- [Required work] Every line from the first one in the listing down to the line with "pub fn with_attribute(mut" should be restated word for word.

- [Working data]
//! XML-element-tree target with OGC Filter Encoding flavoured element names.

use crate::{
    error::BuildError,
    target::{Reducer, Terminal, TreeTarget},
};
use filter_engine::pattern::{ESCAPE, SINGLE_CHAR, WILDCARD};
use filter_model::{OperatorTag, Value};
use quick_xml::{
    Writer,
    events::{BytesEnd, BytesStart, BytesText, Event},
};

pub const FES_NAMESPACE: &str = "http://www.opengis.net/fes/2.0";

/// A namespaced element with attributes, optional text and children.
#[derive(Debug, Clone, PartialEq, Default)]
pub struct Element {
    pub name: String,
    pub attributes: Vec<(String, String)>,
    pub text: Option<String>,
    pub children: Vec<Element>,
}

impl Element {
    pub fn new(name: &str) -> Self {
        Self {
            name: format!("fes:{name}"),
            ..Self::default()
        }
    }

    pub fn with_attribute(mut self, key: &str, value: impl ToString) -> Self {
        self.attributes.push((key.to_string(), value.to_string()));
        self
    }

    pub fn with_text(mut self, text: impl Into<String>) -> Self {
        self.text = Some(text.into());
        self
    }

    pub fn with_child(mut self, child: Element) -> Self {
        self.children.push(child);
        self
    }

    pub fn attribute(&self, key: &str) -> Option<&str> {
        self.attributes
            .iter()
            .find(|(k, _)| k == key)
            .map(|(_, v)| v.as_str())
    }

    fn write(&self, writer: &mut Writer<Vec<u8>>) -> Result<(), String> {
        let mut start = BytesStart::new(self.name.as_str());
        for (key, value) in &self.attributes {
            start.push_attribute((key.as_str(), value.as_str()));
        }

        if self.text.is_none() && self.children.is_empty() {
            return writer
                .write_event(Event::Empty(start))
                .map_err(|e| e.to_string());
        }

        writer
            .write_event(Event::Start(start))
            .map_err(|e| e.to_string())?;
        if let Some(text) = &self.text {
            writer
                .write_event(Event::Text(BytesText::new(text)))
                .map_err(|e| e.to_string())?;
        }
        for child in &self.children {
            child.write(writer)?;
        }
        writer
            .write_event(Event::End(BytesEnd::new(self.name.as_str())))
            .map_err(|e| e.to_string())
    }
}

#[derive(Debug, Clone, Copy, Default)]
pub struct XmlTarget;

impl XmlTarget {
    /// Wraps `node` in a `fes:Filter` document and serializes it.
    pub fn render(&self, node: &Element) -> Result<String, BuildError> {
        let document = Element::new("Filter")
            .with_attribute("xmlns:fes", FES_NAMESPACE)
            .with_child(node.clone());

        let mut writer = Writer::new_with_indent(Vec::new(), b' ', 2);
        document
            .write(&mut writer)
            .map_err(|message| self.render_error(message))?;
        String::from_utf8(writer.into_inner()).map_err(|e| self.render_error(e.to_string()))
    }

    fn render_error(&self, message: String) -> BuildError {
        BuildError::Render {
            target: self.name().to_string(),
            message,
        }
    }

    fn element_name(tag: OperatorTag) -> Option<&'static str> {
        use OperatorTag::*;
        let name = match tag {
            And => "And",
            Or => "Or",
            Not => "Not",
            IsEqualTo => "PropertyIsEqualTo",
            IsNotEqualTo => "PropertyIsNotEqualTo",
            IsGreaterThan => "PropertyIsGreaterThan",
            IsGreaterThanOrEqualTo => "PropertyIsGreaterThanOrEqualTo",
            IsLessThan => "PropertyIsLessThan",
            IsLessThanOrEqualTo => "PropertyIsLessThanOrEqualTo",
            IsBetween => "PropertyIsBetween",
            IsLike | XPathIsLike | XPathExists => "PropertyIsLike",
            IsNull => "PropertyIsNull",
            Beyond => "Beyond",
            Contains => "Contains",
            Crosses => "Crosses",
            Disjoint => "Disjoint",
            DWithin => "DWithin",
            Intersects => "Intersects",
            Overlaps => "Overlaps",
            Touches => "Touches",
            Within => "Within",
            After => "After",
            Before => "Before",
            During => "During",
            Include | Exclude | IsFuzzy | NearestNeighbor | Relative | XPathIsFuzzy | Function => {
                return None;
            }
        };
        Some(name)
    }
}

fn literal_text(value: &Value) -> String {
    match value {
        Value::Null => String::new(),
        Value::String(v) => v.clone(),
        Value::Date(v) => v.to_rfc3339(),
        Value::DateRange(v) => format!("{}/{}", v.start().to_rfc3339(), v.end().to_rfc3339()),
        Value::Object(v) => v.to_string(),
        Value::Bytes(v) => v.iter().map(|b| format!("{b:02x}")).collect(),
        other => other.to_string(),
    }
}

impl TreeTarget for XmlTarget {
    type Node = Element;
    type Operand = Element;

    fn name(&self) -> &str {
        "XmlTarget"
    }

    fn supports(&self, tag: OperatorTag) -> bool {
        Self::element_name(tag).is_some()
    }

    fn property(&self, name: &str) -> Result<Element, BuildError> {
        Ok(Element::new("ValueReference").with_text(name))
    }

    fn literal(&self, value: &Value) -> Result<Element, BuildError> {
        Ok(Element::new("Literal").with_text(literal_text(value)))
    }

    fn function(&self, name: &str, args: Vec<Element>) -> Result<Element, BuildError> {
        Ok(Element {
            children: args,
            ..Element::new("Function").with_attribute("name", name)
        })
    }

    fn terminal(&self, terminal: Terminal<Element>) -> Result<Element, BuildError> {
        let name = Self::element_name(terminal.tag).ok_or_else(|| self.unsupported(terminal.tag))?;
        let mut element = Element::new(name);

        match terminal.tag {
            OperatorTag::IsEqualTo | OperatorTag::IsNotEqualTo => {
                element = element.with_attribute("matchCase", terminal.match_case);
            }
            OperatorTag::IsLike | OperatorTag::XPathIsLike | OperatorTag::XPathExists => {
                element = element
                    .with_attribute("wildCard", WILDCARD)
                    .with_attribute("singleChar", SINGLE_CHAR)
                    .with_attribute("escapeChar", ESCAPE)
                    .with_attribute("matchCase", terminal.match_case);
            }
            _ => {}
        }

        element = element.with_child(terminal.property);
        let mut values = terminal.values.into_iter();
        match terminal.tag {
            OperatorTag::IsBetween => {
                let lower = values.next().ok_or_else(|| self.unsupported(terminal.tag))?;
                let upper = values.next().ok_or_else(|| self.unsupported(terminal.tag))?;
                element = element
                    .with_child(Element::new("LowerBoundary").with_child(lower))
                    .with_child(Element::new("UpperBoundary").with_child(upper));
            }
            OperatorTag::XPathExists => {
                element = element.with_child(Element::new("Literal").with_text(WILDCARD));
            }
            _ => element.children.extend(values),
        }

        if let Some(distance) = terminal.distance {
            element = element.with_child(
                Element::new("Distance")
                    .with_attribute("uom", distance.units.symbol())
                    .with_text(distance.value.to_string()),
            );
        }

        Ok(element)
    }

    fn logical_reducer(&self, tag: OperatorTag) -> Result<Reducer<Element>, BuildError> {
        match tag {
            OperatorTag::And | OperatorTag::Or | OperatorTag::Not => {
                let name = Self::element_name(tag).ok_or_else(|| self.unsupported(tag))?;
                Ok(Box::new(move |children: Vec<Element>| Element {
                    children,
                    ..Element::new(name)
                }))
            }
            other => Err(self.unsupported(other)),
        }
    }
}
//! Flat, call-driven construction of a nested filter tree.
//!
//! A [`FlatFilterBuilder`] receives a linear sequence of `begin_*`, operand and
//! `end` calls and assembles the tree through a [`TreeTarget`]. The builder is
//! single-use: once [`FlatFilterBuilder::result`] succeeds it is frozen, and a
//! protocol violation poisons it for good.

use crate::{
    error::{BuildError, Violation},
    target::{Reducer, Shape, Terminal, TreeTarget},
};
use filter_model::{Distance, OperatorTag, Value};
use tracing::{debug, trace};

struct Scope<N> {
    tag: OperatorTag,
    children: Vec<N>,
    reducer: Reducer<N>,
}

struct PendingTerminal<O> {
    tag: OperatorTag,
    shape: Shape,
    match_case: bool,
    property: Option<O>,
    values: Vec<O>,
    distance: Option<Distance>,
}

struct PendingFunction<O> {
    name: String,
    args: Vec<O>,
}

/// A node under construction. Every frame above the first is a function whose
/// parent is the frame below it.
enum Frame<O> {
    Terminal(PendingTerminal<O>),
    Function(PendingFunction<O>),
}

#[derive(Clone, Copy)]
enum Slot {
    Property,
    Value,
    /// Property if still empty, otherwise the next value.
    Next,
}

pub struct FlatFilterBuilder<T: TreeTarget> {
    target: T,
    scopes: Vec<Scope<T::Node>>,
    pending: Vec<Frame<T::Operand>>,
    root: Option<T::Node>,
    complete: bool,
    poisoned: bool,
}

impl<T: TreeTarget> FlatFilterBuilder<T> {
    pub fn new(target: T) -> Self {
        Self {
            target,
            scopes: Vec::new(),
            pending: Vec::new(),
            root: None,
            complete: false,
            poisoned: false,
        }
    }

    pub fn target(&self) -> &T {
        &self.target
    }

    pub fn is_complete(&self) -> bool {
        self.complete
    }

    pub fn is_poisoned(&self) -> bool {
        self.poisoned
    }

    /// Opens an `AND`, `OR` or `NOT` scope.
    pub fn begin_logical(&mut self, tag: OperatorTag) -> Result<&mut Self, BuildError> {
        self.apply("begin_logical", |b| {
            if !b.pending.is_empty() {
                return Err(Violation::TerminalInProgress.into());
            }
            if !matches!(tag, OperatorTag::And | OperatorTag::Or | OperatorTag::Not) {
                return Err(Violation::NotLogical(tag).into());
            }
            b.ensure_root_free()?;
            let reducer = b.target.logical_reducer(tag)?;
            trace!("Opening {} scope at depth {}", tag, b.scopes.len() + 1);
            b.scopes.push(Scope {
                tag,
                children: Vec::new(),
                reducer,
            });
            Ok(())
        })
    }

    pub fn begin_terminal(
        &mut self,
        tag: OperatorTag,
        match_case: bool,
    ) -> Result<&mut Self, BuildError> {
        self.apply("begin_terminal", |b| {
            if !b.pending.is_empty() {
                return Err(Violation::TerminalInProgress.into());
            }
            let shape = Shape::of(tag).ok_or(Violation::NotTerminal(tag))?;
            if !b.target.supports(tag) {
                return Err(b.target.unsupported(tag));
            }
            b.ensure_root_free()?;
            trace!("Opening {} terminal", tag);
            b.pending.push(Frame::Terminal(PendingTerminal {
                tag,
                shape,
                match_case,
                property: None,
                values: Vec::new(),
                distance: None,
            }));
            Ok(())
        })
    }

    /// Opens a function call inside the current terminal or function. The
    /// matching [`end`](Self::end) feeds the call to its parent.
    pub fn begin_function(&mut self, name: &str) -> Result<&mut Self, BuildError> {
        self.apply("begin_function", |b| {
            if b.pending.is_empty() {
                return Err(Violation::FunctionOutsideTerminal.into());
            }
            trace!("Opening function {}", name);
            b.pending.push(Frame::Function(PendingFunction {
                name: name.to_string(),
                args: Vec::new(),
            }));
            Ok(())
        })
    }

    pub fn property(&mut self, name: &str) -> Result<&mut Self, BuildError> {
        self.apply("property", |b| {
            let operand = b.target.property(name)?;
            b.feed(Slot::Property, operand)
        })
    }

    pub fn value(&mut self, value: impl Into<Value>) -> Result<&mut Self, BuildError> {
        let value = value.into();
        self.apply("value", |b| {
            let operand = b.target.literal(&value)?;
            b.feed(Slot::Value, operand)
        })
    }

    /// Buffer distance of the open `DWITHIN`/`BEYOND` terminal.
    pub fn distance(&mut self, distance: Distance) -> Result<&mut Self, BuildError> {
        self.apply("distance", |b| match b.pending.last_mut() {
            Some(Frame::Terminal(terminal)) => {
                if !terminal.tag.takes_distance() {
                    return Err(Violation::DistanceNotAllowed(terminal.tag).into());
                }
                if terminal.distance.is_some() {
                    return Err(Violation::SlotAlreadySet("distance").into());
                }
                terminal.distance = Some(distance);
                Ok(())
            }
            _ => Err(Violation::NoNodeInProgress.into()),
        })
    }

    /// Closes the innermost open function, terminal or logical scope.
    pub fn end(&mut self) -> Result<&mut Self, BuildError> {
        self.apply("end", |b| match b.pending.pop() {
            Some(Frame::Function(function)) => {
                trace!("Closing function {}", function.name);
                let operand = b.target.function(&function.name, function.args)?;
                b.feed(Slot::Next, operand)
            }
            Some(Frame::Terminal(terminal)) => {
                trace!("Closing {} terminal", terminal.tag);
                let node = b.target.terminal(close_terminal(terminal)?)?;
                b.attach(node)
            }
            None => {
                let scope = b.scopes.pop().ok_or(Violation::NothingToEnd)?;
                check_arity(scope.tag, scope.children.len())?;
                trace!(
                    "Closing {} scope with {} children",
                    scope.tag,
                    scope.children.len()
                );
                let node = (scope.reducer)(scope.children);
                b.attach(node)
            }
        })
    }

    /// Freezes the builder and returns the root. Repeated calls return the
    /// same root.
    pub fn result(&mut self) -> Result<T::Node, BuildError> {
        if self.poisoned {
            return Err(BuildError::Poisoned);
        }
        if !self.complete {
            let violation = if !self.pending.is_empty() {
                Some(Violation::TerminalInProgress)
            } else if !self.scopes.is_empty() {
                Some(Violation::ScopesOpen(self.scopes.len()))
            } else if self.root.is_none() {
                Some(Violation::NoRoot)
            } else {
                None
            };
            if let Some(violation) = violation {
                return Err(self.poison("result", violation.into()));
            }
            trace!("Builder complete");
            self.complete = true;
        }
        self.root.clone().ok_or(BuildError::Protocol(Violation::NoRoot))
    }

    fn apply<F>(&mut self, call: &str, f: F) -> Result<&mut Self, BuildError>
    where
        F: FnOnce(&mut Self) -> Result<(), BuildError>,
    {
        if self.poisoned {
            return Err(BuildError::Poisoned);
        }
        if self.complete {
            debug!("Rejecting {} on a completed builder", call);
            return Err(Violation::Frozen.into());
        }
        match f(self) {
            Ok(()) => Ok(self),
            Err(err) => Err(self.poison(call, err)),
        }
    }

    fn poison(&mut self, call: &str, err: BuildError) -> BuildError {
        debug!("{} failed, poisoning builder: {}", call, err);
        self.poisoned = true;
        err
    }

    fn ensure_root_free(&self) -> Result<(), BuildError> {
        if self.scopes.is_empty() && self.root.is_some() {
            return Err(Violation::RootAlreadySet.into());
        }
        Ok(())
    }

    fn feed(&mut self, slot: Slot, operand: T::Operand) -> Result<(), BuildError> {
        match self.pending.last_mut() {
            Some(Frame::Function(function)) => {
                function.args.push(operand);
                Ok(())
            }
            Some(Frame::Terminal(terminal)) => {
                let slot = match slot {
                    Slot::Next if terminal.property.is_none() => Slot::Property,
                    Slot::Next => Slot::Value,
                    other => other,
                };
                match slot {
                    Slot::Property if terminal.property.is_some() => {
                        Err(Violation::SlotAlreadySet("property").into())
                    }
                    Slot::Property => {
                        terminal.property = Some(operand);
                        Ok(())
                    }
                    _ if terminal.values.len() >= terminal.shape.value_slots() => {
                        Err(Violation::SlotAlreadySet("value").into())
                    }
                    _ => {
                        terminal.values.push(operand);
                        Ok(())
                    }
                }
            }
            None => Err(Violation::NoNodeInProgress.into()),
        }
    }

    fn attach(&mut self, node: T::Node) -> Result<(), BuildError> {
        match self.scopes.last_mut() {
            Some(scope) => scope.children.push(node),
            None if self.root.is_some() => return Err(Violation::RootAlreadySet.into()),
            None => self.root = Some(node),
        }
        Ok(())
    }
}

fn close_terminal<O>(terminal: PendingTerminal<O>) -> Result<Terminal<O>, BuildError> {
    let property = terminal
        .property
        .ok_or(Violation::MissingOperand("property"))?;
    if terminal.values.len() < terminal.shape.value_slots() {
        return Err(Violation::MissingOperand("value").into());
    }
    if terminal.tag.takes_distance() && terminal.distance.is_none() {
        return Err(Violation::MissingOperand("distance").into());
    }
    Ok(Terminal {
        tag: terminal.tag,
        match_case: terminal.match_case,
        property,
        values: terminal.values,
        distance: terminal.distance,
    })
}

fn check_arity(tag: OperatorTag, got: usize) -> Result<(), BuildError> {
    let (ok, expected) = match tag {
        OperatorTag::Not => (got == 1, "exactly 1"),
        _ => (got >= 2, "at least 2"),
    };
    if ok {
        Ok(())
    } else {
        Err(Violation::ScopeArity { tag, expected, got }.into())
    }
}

- [Result for this task]
//! XML-element-tree target with OGC Filter Encoding flavoured element names.

use crate::{
    error::BuildError,
    target::{Reducer, Terminal, TreeTarget},
};
use filter_engine::pattern::{ESCAPE, SINGLE_CHAR, WILDCARD};
use filter_model::{OperatorTag, Value};
use quick_xml::{
    Writer,
    events::{BytesEnd, BytesStart, BytesText, Event},
};

pub const FES_NAMESPACE: &str = "http://www.opengis.net/fes/2.0";

/// A namespaced element with attributes, optional text and children.
#[derive(Debug, Clone, PartialEq, Default)]
pub struct Element {
    pub name: String,
    pub attributes: Vec<(String, String)>,
    pub text: Option<String>,
    pub children: Vec<Element>,
}

impl Element {
    pub fn new(name: &str) -> Self {
        Self {
            name: format!("fes:{name}"),
            ..Self::default()
        }
    }

    pub fn with_attribute(mut self, key: &str, value: impl ToString) -> Self {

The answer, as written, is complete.